Quote only the lines from the top of the listing below down to and including the line with "one object-safe bound.".

[[ INFORMATION SHOWN open ]]

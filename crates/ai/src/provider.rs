use async_trait::async_trait;

use crate::photo::PhotoData;
use crate::result::{AiError, AiResponse};

/// Produces a cost estimate for a described job at an address.
#[async_trait]
pub trait Estimator: Send + Sync {
    async fn estimate(&self, description: &str, address: &str) -> Result<AiResponse, AiError>;
}

/// Assesses a job-site or inventory photo.
#[async_trait]
pub trait PhotoAnalyzer: Send + Sync {
    async fn analyze(&self, photo: &PhotoData, context: &str) -> Result<AiResponse, AiError>;
}

/// Suggests when to schedule a new job.
#[async_trait]
pub trait ScheduleAdvisor: Send + Sync {
    async fn suggest(&self, address: &str) -> Result<AiResponse, AiError>;
}

/// Answers free-form support questions.
#[async_trait]
pub trait HelpDesk: Send + Sync {
    async fn answer(&self, question: &str) -> Result<AiResponse, AiError>;
}

/// Everything the API needs from a provider, as one object-safe bound.
pub trait AiProvider: Estimator + PhotoAnalyzer + ScheduleAdvisor + HelpDesk {}

impl<T> AiProvider for T where T: Estimator + PhotoAnalyzer + ScheduleAdvisor + HelpDesk {}
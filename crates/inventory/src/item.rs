use chrono::{DateTime, Utc};
use serde::{Deserialize, Serialize};

use fieldtrack_core::{impl_record_id, Entity, OwnerId};

/// Inventory item identifier.
#[derive(Debug, Copy, Clone, PartialEq, Eq, PartialOrd, Ord, Hash, Serialize, Deserialize)]
#[serde(transparent)]
pub struct InventoryItemId(i64);

impl_record_id!(InventoryItemId, "InventoryItemId");

/// A stocked item held for one owner (truck, shop or job-site stock).
#[derive(Debug, Clone, PartialEq, Serialize, Deserialize)]
pub struct InventoryItem {
    pub id: InventoryItemId,
    pub name: String,
    /// Not clamped at zero; adjustments may take it negative.
    pub quantity: f64,
    pub unit: String,
    pub unit_cost: f64,
    pub location: String,
    pub low_stock_alert: f64,
    pub notes: String,
    pub created: DateTime<Utc>,
    /// Nullable in storage for rows written before owner scoping existed.
    pub owner_id: Option<OwnerId>,
}

impl InventoryItem {
    pub fn is_low_stock(&self) -> bool {
        self.quantity <= self.low_stock_alert
    }

    pub fn stock_value(&self) -> f64 {
        self.quantity * self.unit_cost
    }
}

impl Entity for InventoryItem {
    type Id = InventoryItemId;

    fn id(&self) -> &Self::Id {
        &self.id
    }
}

/// Optional list filters (location match, low-stock only).
#[derive(Debug, Clone, Default, PartialEq, Eq, Serialize, Deserialize)]
pub struct ListFilter {
    pub location: Option<String>,
    #[serde(default)]
    pub low_stock: bool,
}

impl ListFilter {
    pub fn matches(&self, item: &InventoryItem) -> bool {
        if let Some(location) = self.location.as_deref().filter(|l| !l.is_empty()) {
            if item.location != location {
                return false;
            }
        }
        !self.low_stock || item.is_low_stock()
    }
}
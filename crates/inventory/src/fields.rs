//! Write-side input for inventory items.
//!
//! `ItemFields` is what a caller sends; it is validated into a `NewItem` (create)
//! or an `ItemPatch` (update) together with the owner resolved from the
//! `ActiveOwner` scope.

use chrono::{DateTime, Utc};
use serde::{Deserialize, Serialize};

use fieldtrack_core::numeric::{self, Numeric};
use fieldtrack_core::{ActiveOwner, DomainError, DomainResult, OwnerId};

use crate::item::{InventoryItem, InventoryItemId};

/// Raw, partially-present item fields.
#[derive(Debug, Clone, Default, PartialEq, Serialize, Deserialize)]
pub struct ItemFields {
    pub name: Option<String>,
    pub quantity: Option<Numeric>,
    pub unit: Option<String>,
    pub unit_cost: Option<Numeric>,
    pub location: Option<String>,
    pub low_stock_alert: Option<Numeric>,
    pub notes: Option<String>,
    /// Accepted only when it equals the active owner.
    pub owner_id: Option<OwnerId>,
}

/// A validated item ready to be persisted.
#[derive(Debug, Clone, PartialEq)]
pub struct NewItem {
    pub name: String,
    pub quantity: f64,
    pub unit: String,
    pub unit_cost: f64,
    pub location: String,
    pub low_stock_alert: f64,
    pub notes: String,
    pub owner_id: OwnerId,
}

impl NewItem {
    pub fn into_item(self, id: InventoryItemId, created: DateTime<Utc>) -> InventoryItem {
        InventoryItem {
            id,
            name: self.name,
            quantity: self.quantity,
            unit: self.unit,
            unit_cost: self.unit_cost,
            location: self.location,
            low_stock_alert: self.low_stock_alert,
            notes: self.notes,
            created,
            owner_id: Some(self.owner_id),
        }
    }
}

/// Validated partial update; `None` keeps the stored value.
///
/// No owner field: an update never moves an item to a
/// different owner.
#[derive(Debug, Clone, Default, PartialEq)]
pub struct ItemPatch {
    pub name: Option<String>,
    pub quantity: Option<f64>,
    pub unit: Option<String>,
    pub unit_cost: Option<f64>,
    pub location: Option<String>,
    pub low_stock_alert: Option<f64>,
    pub notes: Option<String>,
}

impl ItemPatch {
    pub fn apply(&self, item: &mut InventoryItem) {
        if let Some(name) = &self.name {
            item.name = name.clone();
        }
        if let Some(quantity) = self.quantity {
            item.quantity = quantity;
        }
        if let Some(unit) = &self.unit {
            item.unit = unit.clone();
        }
        if let Some(unit_cost) = self.unit_cost {
            item.unit_cost = unit_cost;
        }
        if let Some(location) = &self.location {
            item.location = location.clone();
        }
        if let Some(alert) = self.low_stock_alert {
            item.low_stock_alert = alert;
        }
        if let Some(notes) = &self.notes {
            item.notes = notes.clone();
        }
    }
}

/// A mutation applied to an existing item under the store's lock/transaction.
#[derive(Debug, Clone, PartialEq)]
pub enum ItemUpdate {
    Patch(ItemPatch),
    /// Relative stock change (positive restocks, negative consumes).
    AdjustQuantity(f64),
}

impl ItemUpdate {
    /// Apply to `item`. An adjustment whose result is not a finite quantity
    /// is rejected and leaves `item` untouched.
    pub fn apply(&self, item: &mut InventoryItem) -> DomainResult<()> {
        match self {
            ItemUpdate::Patch(patch) => patch.apply(item),
            ItemUpdate::AdjustQuantity(delta) => {
                let quantity = item.quantity + delta;
                if !quantity.is_finite() {
                    return Err(DomainError::validation(format!(
                        "adjusting quantity {} by {delta} does not leave a finite quantity",
                        item.quantity
                    )));
                }
                item.quantity = quantity;
            }
        }
        Ok(())
    }
}

impl ItemFields {
    /// Validate for creation and stamp the owner.
    pub fn into_new_item(self, active: ActiveOwner) -> DomainResult<NewItem> {
        let owner_id = active.resolve_write_owner(self.owner_id)?;

        Ok(NewItem {
            name: required_text(self.name, "name")?,
            quantity: numeric::required(self.quantity.as_ref(), "quantity")?,
            unit: required_text(self.unit, "unit")?,
            unit_cost: numeric::required(self.unit_cost.as_ref(), "unit_cost")?,
            location: required_text(self.location, "location")?,
            low_stock_alert: numeric::optional(self.low_stock_alert.as_ref(), "low_stock_alert")?
                .unwrap_or(0.0),
            notes: self.notes.unwrap_or_default(),
            owner_id,
        })
    }

    /// Validate for update. Only present fields end up in the patch.
    pub fn into_patch(self, active: ActiveOwner) -> DomainResult<ItemPatch> {
        active.resolve_write_owner(self.owner_id)?;

        Ok(ItemPatch {
            name: self.name.map(|v| required_text(Some(v), "name")).transpose()?,
            quantity: numeric::optional(self.quantity.as_ref(), "quantity")?,
            unit: self.unit.map(|v| required_text(Some(v), "unit")).transpose()?,
            unit_cost: numeric::optional(self.unit_cost.as_ref(), "unit_cost")?,
            location: self
                .location
                .map(|v| required_text(Some(v), "location"))
                .transpose()?,
            low_stock_alert: numeric::optional(self.low_stock_alert.as_ref(), "low_stock_alert")?,
            notes: self.notes,
        })
    }
}

fn required_text(value: Option<String>, field: &str) -> DomainResult<String> {
    match value {
        Some(v) if !v.trim().is_empty() => Ok(v.trim().to_string()),
        Some(_) => Err(DomainError::validation(format!("{field} cannot be empty"))),
        None => Err(DomainError::validation(format!("{field} is required"))),
    }
}

#[cfg(test)]
mod tests {
    use super::*;
    use proptest::prelude::*;

    fn owner(id: i64) -> ActiveOwner {
        ActiveOwner::of(OwnerId::new(id))
    }

    fn ladder() -> ItemFields {
        ItemFields {
            name: Some("Ladder".to_string()),
            quantity: Some(Numeric::from(2.0)),
            unit: Some("each".to_string()),
            unit_cost: Some(Numeric::from(50.0)),
            location: Some("truck1".to_string()),
            ..ItemFields::default()
        }
    }

    fn stored(new: NewItem) -> InventoryItem {
        new.into_item(InventoryItemId::new(3), Utc::now())
    }

    #[test]
    fn create_defaults_owner_to_active_owner() {
        let new = ladder().into_new_item(owner(7)).unwrap();
        assert_eq!(new.owner_id, OwnerId::new(7));
        assert_eq!(new.low_stock_alert, 0.0);
        assert_eq!(new.notes, "");
    }

    #[test]
    fn create_rejects_foreign_owner() {
        let fields = ItemFields {
            owner_id: Some(OwnerId::new(99)),
            ..ladder()
        };
        let err = fields.into_new_item(owner(7)).unwrap_err();
        assert!(matches!(err, DomainError::OwnerIsolation(_)));
    }

    #[test]
    fn create_requires_every_mandatory_field() {
        for strip in ["name", "quantity", "unit", "unit_cost", "location"] {
            let mut fields = ladder();
            match strip {
                "name" => fields.name = None,
                "quantity" => fields.quantity = None,
                "unit" => fields.unit = None,
                "unit_cost" => fields.unit_cost = None,
                _ => fields.location = None,
            }
            let err = fields.into_new_item(owner(7)).unwrap_err();
            assert_eq!(err, DomainError::validation(format!("{strip} is required")));
        }
    }

    #[test]
    fn create_rejects_non_numeric_quantity() {
        let fields = ItemFields {
            quantity: Some("two".into()),
            ..ladder()
        };
        assert!(matches!(
            fields.into_new_item(owner(7)),
            Err(DomainError::Validation(_))
        ));
    }

    #[test]
    fn create_accepts_numeric_strings() {
        let fields = ItemFields {
            quantity: Some("2".into()),
            unit_cost: Some("49.99".into()),
            low_stock_alert: Some("1".into()),
            ..ladder()
        };
        let new = fields.into_new_item(owner(7)).unwrap();
        assert_eq!(new.quantity, 2.0);
        assert_eq!(new.unit_cost, 49.99);
        assert_eq!(new.low_stock_alert, 1.0);
    }

    #[test]
    fn patch_only_overwrites_present_fields() {
        let mut item = stored(ladder().into_new_item(owner(7)).unwrap());
        let patch = ItemFields {
            quantity: Some(Numeric::from(5.0)),
            ..ItemFields::default()
        }
        .into_patch(owner(7))
        .unwrap();

        patch.apply(&mut item);

        assert_eq!(item.name, "Ladder");
        assert_eq!(item.quantity, 5.0);
        assert_eq!(item.owner_id, Some(OwnerId::new(7)));
    }

    #[test]
    fn patch_rejects_blank_name() {
        let err = ItemFields {
            name: Some("   ".to_string()),
            ..ItemFields::default()
        }
        .into_patch(owner(7))
        .unwrap_err();
        assert_eq!(err, DomainError::validation("name cannot be empty"));
    }

    #[test]
    fn adjust_is_relative() {
        let mut item = stored(ladder().into_new_item(owner(7)).unwrap());
        ItemUpdate::AdjustQuantity(-3.0).apply(&mut item).unwrap();
        assert_eq!(item.quantity, -1.0);
    }

    #[test]
    fn adjust_rejects_overflowing_result() {
        let mut item = stored(ladder().into_new_item(owner(7)).unwrap());
        item.quantity = 1e308;

        let err = ItemUpdate::AdjustQuantity(1e308).apply(&mut item).unwrap_err();
        assert!(matches!(err, DomainError::Validation(_)));
        assert_eq!(item.quantity, 1e308);
    }

    #[test]
    fn fields_deserialize_from_form_like_json() {
        let fields: ItemFields = serde_json::from_str(
            r#"{"name":"Gutter guard","quantity":"10","unit":"ft","unit_cost":3,"location":"shop"}"#,
        )
        .unwrap();
        assert!(fields.into_new_item(owner(1)).is_ok());
    }

    proptest! {
        #[test]
        fn quantity_patch_keeps_every_other_field(q in -1_000.0f64..1_000.0) {
            let original = stored(ladder().into_new_item(owner(7)).unwrap());
            let mut item = original.clone();
            let patch = ItemFields { quantity: Some(q.into()), ..ItemFields::default() }
                .into_patch(owner(7))
                .unwrap();
            patch.apply(&mut item);

            prop_assert_eq!(item.quantity, q);
            prop_assert_eq!(&item.name, &original.name);
            prop_assert_eq!(&item.unit, &original.unit);
            prop_assert_eq!(item.unit_cost, original.unit_cost);
            prop_assert_eq!(&item.location, &original.location);
            prop_assert_eq!(item.owner_id, original.owner_id);
        }
    }
}
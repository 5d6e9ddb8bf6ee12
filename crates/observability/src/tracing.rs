//! Tracing/logging initialization.

use tracing_subscriber::EnvFilter;

/// Log line format.
#[derive(Debug, Copy, Clone, Default, PartialEq, Eq)]
pub enum LogFormat {
    #[default]
    Json,
    Pretty,
}

impl LogFormat {
    /// Read `LOG_FORMAT`; anything other than `pretty` means JSON.
    pub fn from_env() -> Self {
        Self::parse(std::env::var("LOG_FORMAT").ok().as_deref())
    }

    pub fn parse(value: Option<&str>) -> Self {
        match value.map(|v| v.trim().to_ascii_lowercase()) {
            Some(v) if v == "pretty" => LogFormat::Pretty,
            _ => LogFormat::Json,
        }
    }
}

/// Install the global subscriber. Filter comes from `RUST_LOG` (default `info`).
///
/// Safe to call multiple times (subsequent calls are no-ops).
pub fn init(format: LogFormat) {
    let filter = EnvFilter::try_from_default_env().unwrap_or_else(|_| EnvFilter::new("info"));

    let builder = tracing_subscriber::fmt()
        .with_env_filter(filter)
        .with_timer(tracing_subscriber::fmt::time::SystemTime);

    let _ = match format {
        LogFormat::Json => builder.json().with_target(false).try_init(),
        LogFormat::Pretty => builder.pretty().try_init(),
    };
}
//! Active owner scope.
//!
//! Every inventory read and write takes an `ActiveOwner` explicitly instead of
//! looking up ambient session state. The value is derived server-side from the
//! authenticated session; request bodies never choose it.

use crate::error::{DomainError, DomainResult};
use crate::id::OwnerId;

/// The owner selected for the current session, if any.
#[derive(Debug, Copy, Clone, Default, PartialEq, Eq, Hash)]
pub struct ActiveOwner(Option<OwnerId>);

impl ActiveOwner {
    /// No owner selected: reads see nothing and writes are refused.
    pub const fn none() -> Self {
        Self(None)
    }

    pub const fn of(owner_id: OwnerId) -> Self {
        Self(Some(owner_id))
    }

    pub fn owner_id(&self) -> Option<OwnerId> {
        self.0
    }

    /// Whether a record owned by `owner` is visible in this scope.
    ///
    /// Unowned records are never visible, not even without an active owner.
    pub fn permits(&self, owner: Option<OwnerId>) -> bool {
        match (self.0, owner) {
            (Some(active), Some(owner)) => active == owner,
            _ => false,
        }
    }

    /// The owner to stamp on a write.
    ///
    /// A `requested` owner is accepted only when it equals the active owner;
    /// anything else is an isolation violation, as is writing without an active
    /// owner.
    pub fn resolve_write_owner(&self, requested: Option<OwnerId>) -> DomainResult<OwnerId> {
        let active = self
            .0
            .ok_or_else(|| DomainError::owner_isolation("no active owner selected for this session"))?;

        match requested {
            None => Ok(active),
            Some(owner) if owner == active => Ok(active),
            Some(owner) => Err(DomainError::owner_isolation(format!(
                "owner_id {owner} does not match the active owner {active}"
            ))),
        }
    }
}

impl From<Option<OwnerId>> for ActiveOwner {
    fn from(value: Option<OwnerId>) -> Self {
        Self(value)
    }
}
//! Entity trait: identity + continuity across state changes.

/// Entity marker + minimal interface.
///
/// Record stores key entities by this id; ids are assigned by the store on
/// insert and never change afterwards.
pub trait Entity {
    /// Strongly-typed entity identifier.
    type Id: Copy + Eq + Ord + core::hash::Hash + core::fmt::Debug;

    /// Returns the entity identifier.
    fn id(&self) -> &Self::Id;
}
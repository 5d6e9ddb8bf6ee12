use std::sync::Arc;

use axum::{
    extract::{Extension, Query},
    http::{header, StatusCode},
    response::IntoResponse,
    routing::get,
    Json, Router,
};
use chrono::Utc;

use crate::app::services::AppServices;
use crate::app::{dto, errors};
use crate::context::SessionContext;

pub fn router() -> Router {
    Router::new()
        .route("/dashboard", get(dashboard))
        .route("/summary", get(summary))
        .route("/download_today", get(download_today))
}

pub async fn dashboard(Extension(services): Extension<Arc<AppServices>>) -> impl IntoResponse {
    Json(services.dashboard())
}

pub async fn summary(
    Extension(services): Extension<Arc<AppServices>>,
    Extension(session): Extension<SessionContext>,
) -> axum::response::Response {
    match services.summary(session.active_owner()).await {
        Ok(summary) => (StatusCode::OK, Json(summary)).into_response(),
        Err(e) => errors::service_error_to_response(e),
    }
}

/// End-of-shift report as a plain-text attachment.
pub async fn download_today(
    Extension(services): Extension<Arc<AppServices>>,
    Query(query): Query<dto::ReportQuery>,
) -> impl IntoResponse {
    let date = query.date.unwrap_or_else(|| Utc::now().date_naive());
    let report = services.end_of_shift_report(date);

    (
        StatusCode::OK,
        [
            (header::CONTENT_TYPE, "text/plain; charset=utf-8".to_string()),
            (
                header::CONTENT_DISPOSITION,
                format!("attachment; filename=\"end_of_shift_{}.txt\"", date.format("%Y-%m-%d")),
            ),
        ],
        report,
    )
}
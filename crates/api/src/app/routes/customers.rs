use std::sync::Arc;

use axum::{
    extract::{Extension, Path, Query},
    http::StatusCode,
    response::IntoResponse,
    routing::get,
    Json, Router,
};

use fieldtrack_customers::{CustomerFields, CustomerId};

use crate::app::services::AppServices;
use crate::app::{dto, errors};

pub fn router() -> Router {
    Router::new()
        .route("/", get(list_customers).post(create_customer))
        .route("/:id", get(get_customer).patch(update_customer).delete(delete_customer))
}

pub async fn create_customer(
    Extension(services): Extension<Arc<AppServices>>,
    Json(body): Json<CustomerFields>,
) -> axum::response::Response {
    match services.create_customer(body) {
        Ok(customer) => (StatusCode::CREATED, Json(customer)).into_response(),
        Err(e) => errors::service_error_to_response(e),
    }
}

pub async fn list_customers(
    Extension(services): Extension<Arc<AppServices>>,
    Query(query): Query<dto::SearchQuery>,
) -> axum::response::Response {
    let search = query.search.as_deref().map(str::trim).filter(|s| !s.is_empty());
    let customers = services.list_customers(search);
    (
        StatusCode::OK,
        Json(serde_json::json!({
            "count": customers.len(),
            "customers": customers,
        })),
    )
        .into_response()
}

pub async fn get_customer(
    Extension(services): Extension<Arc<AppServices>>,
    Path(id): Path<String>,
) -> axum::response::Response {
    let id: CustomerId = match errors::parse_id(&id, "customer") {
        Ok(v) => v,
        Err(resp) => return resp,
    };

    match services.get_customer(id) {
        Ok(customer) => (StatusCode::OK, Json(customer)).into_response(),
        Err(e) => errors::service_error_to_response(e),
    }
}

pub async fn update_customer(
    Extension(services): Extension<Arc<AppServices>>,
    Path(id): Path<String>,
    Json(body): Json<CustomerFields>,
) -> axum::response::Response {
    let id: CustomerId = match errors::parse_id(&id, "customer") {
        Ok(v) => v,
        Err(resp) => return resp,
    };

    match services.update_customer(id, body) {
        Ok(customer) => (StatusCode::OK, Json(customer)).into_response(),
        Err(e) => errors::service_error_to_response(e),
    }
}

pub async fn delete_customer(
    Extension(services): Extension<Arc<AppServices>>,
    Path(id): Path<String>,
) -> axum::response::Response {
    let id: CustomerId = match errors::parse_id(&id, "customer") {
        Ok(v) => v,
        Err(resp) => return resp,
    };

    match services.delete_customer(id).await {
        Ok(_) => StatusCode::NO_CONTENT.into_response(),
        Err(e) => errors::service_error_to_response(e),
    }
}
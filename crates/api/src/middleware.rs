use std::sync::Arc;

use axum::{
    extract::State,
    http::HeaderMap,
    middleware::Next,
    response::Response,
};
use chrono::Utc;
use tracing::debug;

use fieldtrack_auth::{AuthError, SessionSigner, SessionStore};

use crate::app::errors;
use crate::context::SessionContext;

#[derive(Clone)]
pub struct AuthState {
    pub signer: Arc<SessionSigner>,
    pub sessions: Arc<dyn SessionStore>,
}

pub async fn auth_middleware(
    State(state): State<AuthState>,
    mut req: axum::http::Request<axum::body::Body>,
    next: Next,
) -> Result<Response, Response> {
    let token = extract_bearer(req.headers()).map_err(unauthorized)?;

    let claims = state
        .signer
        .verify(token, Utc::now())
        .map_err(|e| unauthorized(AuthError::from(e)))?;

    if !state.sessions.exists(claims.sid) {
        return Err(unauthorized(AuthError::UnknownSession));
    }

    let active_owner = state.sessions.current_owner(claims.sid);
    req.extensions_mut()
        .insert(SessionContext::new(claims.sid, active_owner));

    Ok(next.run(req).await)
}

fn unauthorized(err: AuthError) -> Response {
    debug!(error = %err, "request rejected");
    errors::auth_error_to_response(err)
}

pub(crate) fn extract_bearer(headers: &HeaderMap) -> Result<&str, AuthError> {
    let header = headers
        .get(axum::http::header::AUTHORIZATION)
        .ok_or(AuthError::MissingToken)?;

    let header = header.to_str().map_err(|_| AuthError::MissingToken)?;

    let token = header
        .strip_prefix("Bearer ")
        .ok_or(AuthError::MissingToken)?
        .trim();

    if token.is_empty() {
        return Err(AuthError::MissingToken);
    }

    Ok(token)
}

/// One log line per request with status and latency.
pub async fn trace_requests(req: axum::http::Request<axum::body::Body>, next: Next) -> Response {
    let method = req.method().clone();
    let path = req.uri().path().to_string();
    let started = std::time::Instant::now();

    let response = next.run(req).await;

    tracing::info!(
        %method,
        %path,
        status = response.status().as_u16(),
        elapsed_ms = started.elapsed().as_millis() as u64,
        "request"
    );
    response
}
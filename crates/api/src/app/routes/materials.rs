use std::sync::Arc;

use axum::{extract::Extension, http::StatusCode, response::IntoResponse, routing::get, Json, Router};

use fieldtrack_materials::MaterialFields;

use crate::app::errors;
use crate::app::services::AppServices;

pub fn router() -> Router {
    Router::new().route("/", get(list_materials).post(create_material))
}

pub async fn create_material(
    Extension(services): Extension<Arc<AppServices>>,
    Json(body): Json<MaterialFields>,
) -> axum::response::Response {
    match services.create_material(body) {
        Ok(material) => (StatusCode::CREATED, Json(material)).into_response(),
        Err(e) => errors::service_error_to_response(e),
    }
}

pub async fn list_materials(Extension(services): Extension<Arc<AppServices>>) -> impl IntoResponse {
    let materials = services.list_materials();
    Json(serde_json::json!({
        "count": materials.len(),
        "materials": materials,
    }))
}
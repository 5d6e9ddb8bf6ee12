//! Infrastructure layer: inventory ledger and its stores, in-memory record
//! stores, reporting and configuration.

pub mod config;
pub mod ledger;
pub mod records;
pub mod reports;

pub use config::AppConfig;
pub use ledger::{
    InMemoryLedgerStore, InventoryLedger, LedgerError, LedgerResult, LedgerStore, PostgresLedgerStore, StoreError,
};
pub use records::InMemoryRecords;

[[ INFORMATION SHOWN closed ]]

• EXERCISE RESULT:
filename crates/ai/src/provider.rs
use async_trait::async_trait;

use crate::photo::PhotoData;
use crate::result::{AiError, AiResponse};

/// Produces a cost estimate for a described job at an address.
#[async_trait]
pub trait Estimator: Send + Sync {
    async fn estimate(&self, description: &str, address: &str) -> Result<AiResponse, AiError>;
}

/// Assesses a job-site or inventory photo.
#[async_trait]
pub trait PhotoAnalyzer: Send + Sync {
    async fn analyze(&self, photo: &PhotoData, context: &str) -> Result<AiResponse, AiError>;
}

/// Suggests when to schedule a new job.
#[async_trait]
pub trait ScheduleAdvisor: Send + Sync {
    async fn suggest(&self, address: &str) -> Result<AiResponse, AiError>;
}

/// Answers free-form support questions.
#[async_trait]
pub trait HelpDesk: Send + Sync {
    async fn answer(&self, question: &str) -> Result<AiResponse, AiError>;
}

/// Everything the API needs from a provider, as one object-safe bound.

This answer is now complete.